Interpretations of the Painting
The most common interpretation of ‘The Dream of St Joseph’ suggests that the elderly man in the painting is Joseph, and that he is dreaming of a visit from an angel who is announcing to him the upcoming arrival of his blessed son.
Another theory is that the young child is Samuel, who has been summoned by Eli, his priest. When Samuel arrives to find Eli sleeping, he realizes that the voice he heard was in fact the voice of God calling to him. The child’s hand gestures and the intricately detailed curve of his fingers add powerful meaning to the scene.
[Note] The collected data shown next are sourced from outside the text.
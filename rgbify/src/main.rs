use anyhow::Context;
use clap::Parser;
use rgbify::{convert_file, Options, DEST_FILE, SOURCE_FILE};
use std::path::Path;

/// Convert `manifest (rgb).jsonc` into `manifest.json`, turning hex color
/// strings into `[R, G, B]` arrays.
#[derive(Debug, Parser, Clone, Default)]
#[command(version)]
struct Opt {
    /// Only accept 6-digit `#RRGGBB` colors
    #[arg(long)]
    no_shorthand: bool,

    /// Leave trailing commas in place; the manifest must not contain any
    #[arg(long)]
    keep_trailing_commas: bool,
}

impl Opt {
    fn options(&self) -> Options {
        Options {
            shorthand_hex: !self.no_shorthand,
            strip_trailing_commas: !self.keep_trailing_commas,
        }
    }

    fn run(&self) -> anyhow::Result<()> {
        let options = self.options();
        log::debug!("{options:?}");
        convert_file(Path::new(SOURCE_FILE), Path::new(DEST_FILE), &options)
            .with_context(|| format!("convert {SOURCE_FILE}"))?;
        println!("✓ Converted {SOURCE_FILE} to {DEST_FILE}");
        Ok(())
    }
}

fn main() -> anyhow::Result<()> {
    env_logger::Builder::from_env(env_logger::Env::default().default_filter_or("warn")).init();
    Opt::parse().run()
}
use std::path::PathBuf;

/// Failures of the conversion pipeline. Hex strings that do not match are
/// never an error; they are passed through unchanged.
#[derive(Debug, thiserror::Error)]
pub enum Error {
    /// The source could not be read: it is missing, unreadable, or not
    /// valid UTF-8.
    #[error("failed to read source {}", .path.display())]
    SourceNotFound {
        path: PathBuf,
        #[source]
        source: std::io::Error,
    },

    #[error("manifest is not valid JSON after preprocessing: {0}")]
    MalformedJson(serde_json::Error),

    #[error("failed to encode converted manifest: {0}")]
    Serialize(serde_json::Error),

    #[error("failed to write destination {}", .path.display())]
    WriteFailure {
        path: PathBuf,
        #[source]
        source: std::io::Error,
    },
}

pub type Result<T> = std::result::Result<T, Error>;
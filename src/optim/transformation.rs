//! Reparameterising transforms for optimisation.
//!
//! A transform maps the free-parameter vector between model space and the
//! optimiser's internal search space. Searching in a transformed space can
//! enforce constraints (positivity, boundedness) or improve conditioning
//! while the reported estimates keep their original meaning: start points
//! are pushed through [`Transformation::to_search`] before a run and the
//! optimiser's result is pulled back through [`Transformation::to_model`].

use serde::Serialize;

use ndarray::{Array1, ArrayView1};

/// Element-wise transform of a free-parameter vector of known dimension.
///
/// # Variants
/// * `Identity(n)` - No-op transform; useful as an explicit default
/// * `Log(n)` - Search in log space; constrains parameters to be positive
/// * `Logit(n)` - Search in logit space; constrains parameters to (0, 1)
/// * `Scale(n, factor)` - Multiply by a constant, non-zero factor
#[derive(Debug, Clone, PartialEq, Serialize)]
pub enum Transformation {
    Identity(usize),
    Log(usize),
    Logit(usize),
    Scale(usize, f64),
}

impl Transformation {
    /// Returns the dimension of the vectors the transform operates on.
    pub fn n_parameters(&self) -> usize {
        match self {
            Transformation::Identity(n) => *n,
            Transformation::Log(n) => *n,
            Transformation::Logit(n) => *n,
            Transformation::Scale(n, _) => *n,
        }
    }

    /// Maps a model-space vector into search space.
    pub fn to_search(&self, parameters: &ArrayView1<f64>) -> Array1<f64> {
        match self {
            Transformation::Identity(_) => parameters.to_owned(),
            Transformation::Log(_) => parameters.mapv(f64::ln),
            Transformation::Logit(_) => parameters.mapv(|p| (p / (1.0 - p)).ln()),
            Transformation::Scale(_, factor) => parameters.mapv(|value| value * factor),
        }
    }

    /// Maps a search-space vector back into model space.
    ///
    /// Inverse of [`Transformation::to_search`].
    pub fn to_model(&self, parameters: &ArrayView1<f64>) -> Array1<f64> {
        match self {
            Transformation::Identity(_) => parameters.to_owned(),
            Transformation::Log(_) => parameters.mapv(f64::exp),
            Transformation::Logit(_) => parameters.mapv(|x| 1.0 / (1.0 + (-x).exp())),
            Transformation::Scale(_, factor) => parameters.mapv(|value| value / factor),
        }
    }
}
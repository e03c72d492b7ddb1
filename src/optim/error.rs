use thiserror::Error;

use crate::error::ValidationError;

/// Failure of a single optimisation run.
///
/// Run failures are caught per run and never propagate: a failed run is
/// logged and excluded from the result table, leaving its siblings
/// untouched. The batch as a whole can only be rejected by a
/// [`ValidationError`] at configuration time.
#[derive(Error, Debug)]
pub enum RunFailure {
    #[error("optimiser error: {0}")]
    Solver(argmin::core::Error),
    #[error("solver panic")]
    SolverPanic,
    #[error("the optimiser produced no parameter vector")]
    NoSolution,
    #[error("the best score is not finite")]
    NonFiniteScore,
    #[error("invalid run configuration: {0}")]
    Configuration(#[from] ValidationError),
}
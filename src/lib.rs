//! pharmfit
//!
//! This library provides building blocks for fitting mechanistic
//! pharmacokinetic/pharmacodynamic models to clinical and preclinical
//! biomarker data:
//! - Orchestrating repeated maximum-a-posteriori searches over a log-posterior
//! - Reducing objective dimensionality by fixing parameters
//! - Reparameterising transforms and derivative-free optimisers
//! - Sampling synthetic measurements from predictive models
//! - Covariate-model and simulator contracts shared across the toolkit
//!
//! Mechanistic ODE simulation, data loading and plotting are external
//! collaborators; they are consumed through the traits in [`model`] and the
//! tidy result tables produced here.

#![warn(unused_imports)]

/// Commonly used types and functionality re-exported for convenience
pub mod prelude {
    pub use crate::covariate::*;
    pub use crate::error::*;
    pub use crate::model::*;
    pub use crate::objective::*;
    pub use crate::optim::*;
    pub use crate::predictive::*;
}

/// Shared error taxonomy
pub mod error;

/// Log-pdf contracts and dimensionality reduction
pub mod objective;

/// Covariate model contract
pub mod covariate;

/// Mechanistic-model and error-model boundaries
pub mod model;

/// Predictive sampling models
pub mod predictive;

/// MAP optimisation control
pub mod optim {
    pub use crate::optim::controller::*;
    pub use crate::optim::error::*;
    pub use crate::optim::optimizer::*;
    pub use crate::optim::results::*;
    pub use crate::optim::transformation::*;
    pub use argmin::core::CostFunction;

    pub mod controller;
    pub mod error;
    pub mod optimizer;
    pub mod results;
    pub mod transformation;
}
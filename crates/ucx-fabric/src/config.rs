//! Discovery configuration.

use serde::{Deserialize, Serialize};
use std::path::Path;
use tracing::debug;

use crate::error::{DiscoveryError, DiscoveryResult};

/// Environment variable holding a colon-separated list of library paths
/// that replaces the configured candidates.
pub const LIBRARY_PATH_ENV: &str = "UCX_FABRIC_LIBRARY";

/// Default values for configuration fields.
pub mod defaults {
    /// libuct names tried in order.
    pub fn library_paths() -> Vec<String> {
        vec!["libuct.so".to_string(), "libuct.so.0".to_string()]
    }
}

/// How to locate and configure libuct.
#[derive(Debug, Clone, PartialEq, Eq, Serialize, Deserialize)]
#[serde(deny_unknown_fields)]
pub struct DiscoveryConfig {
    /// Library names or paths, tried in order until one loads.
    #[serde(default = "defaults::library_paths")]
    pub library_paths: Vec<String>,

    /// Application prefix for `uct_md_config_read` (e.g. `DAOS`). libuct
    /// reads `<prefix>_UCX_*` variables when set, `UCX_*` otherwise.
    #[serde(default)]
    pub md_config_env_prefix: Option<String>,
}

impl Default for DiscoveryConfig {
    fn default() -> Self {
        Self {
            library_paths: defaults::library_paths(),
            md_config_env_prefix: None,
        }
    }
}

impl DiscoveryConfig {
    /// Loads a YAML configuration file.
    pub fn from_file(path: impl AsRef<Path>) -> DiscoveryResult<Self> {
        let path = path.as_ref();
        let text = std::fs::read_to_string(path).map_err(|source| DiscoveryError::ConfigRead {
            path: path.to_path_buf(),
            source,
        })?;
        let config: Self =
            serde_yaml::from_str(&text).map_err(|source| DiscoveryError::ConfigParse {
                path: path.to_path_buf(),
                source,
            })?;
        config.validate()?;
        debug!(path = %path.display(), "loaded discovery config");
        Ok(config)
    }

    /// Replaces the library candidates with `UCX_FABRIC_LIBRARY` if set.
    pub fn with_env_overrides(self) -> Self {
        self.with_library_override(std::env::var(LIBRARY_PATH_ENV).ok().as_deref())
    }

    fn with_library_override(mut self, value: Option<&str>) -> Self {
        if let Some(value) = value {
            let paths: Vec<String> = value
                .split(':')
                .filter(|p| !p.is_empty())
                .map(str::to_string)
                .collect();
            if !paths.is_empty() {
                debug!(?paths, "library candidates overridden from {}", LIBRARY_PATH_ENV);
                self.library_paths = paths;
            }
        }
        self
    }

    /// Checks the configuration for values discovery cannot use.
    pub fn validate(&self) -> DiscoveryResult<()> {
        if self.library_paths.is_empty() {
            return Err(DiscoveryError::invalid_config(
                "library_paths",
                "at least one library is required",
            ));
        }
        if self.library_paths.iter().any(|p| p.trim().is_empty()) {
            return Err(DiscoveryError::invalid_config(
                "library_paths",
                "library names must not be empty",
            ));
        }
        if let Some(prefix) = &self.md_config_env_prefix {
            if prefix.contains('\0') {
                return Err(DiscoveryError::invalid_config(
                    "md_config_env_prefix",
                    "must not contain NUL bytes",
                ));
            }
        }
        Ok(())
    }
}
The arm covering the flame of the candle causes an illumination of the face that results in a dream-like aura found in very few masterpieces of the era.
Analysis and Reviews
“Georges de la Tour's works can be distinguished most especially through the unique use of lighting in his nocturnal scenes. The paintings are lit with a candle, a nightlight, or a torch, which are sometimes visible or are, at other times, hidden behind a subject's hand or object. As for his less numerous and less popular daylight scenes, the figures are rendered with an acute eye to detail and a simplicity within the scene that is not found in the works of any other artist at the time.” (Misty Amanda Vandergriff – Sweet Briar College study page)
‘The Dream of St Joseph’ is currently located at the Musee des Beaux-Arts in Nantes, France.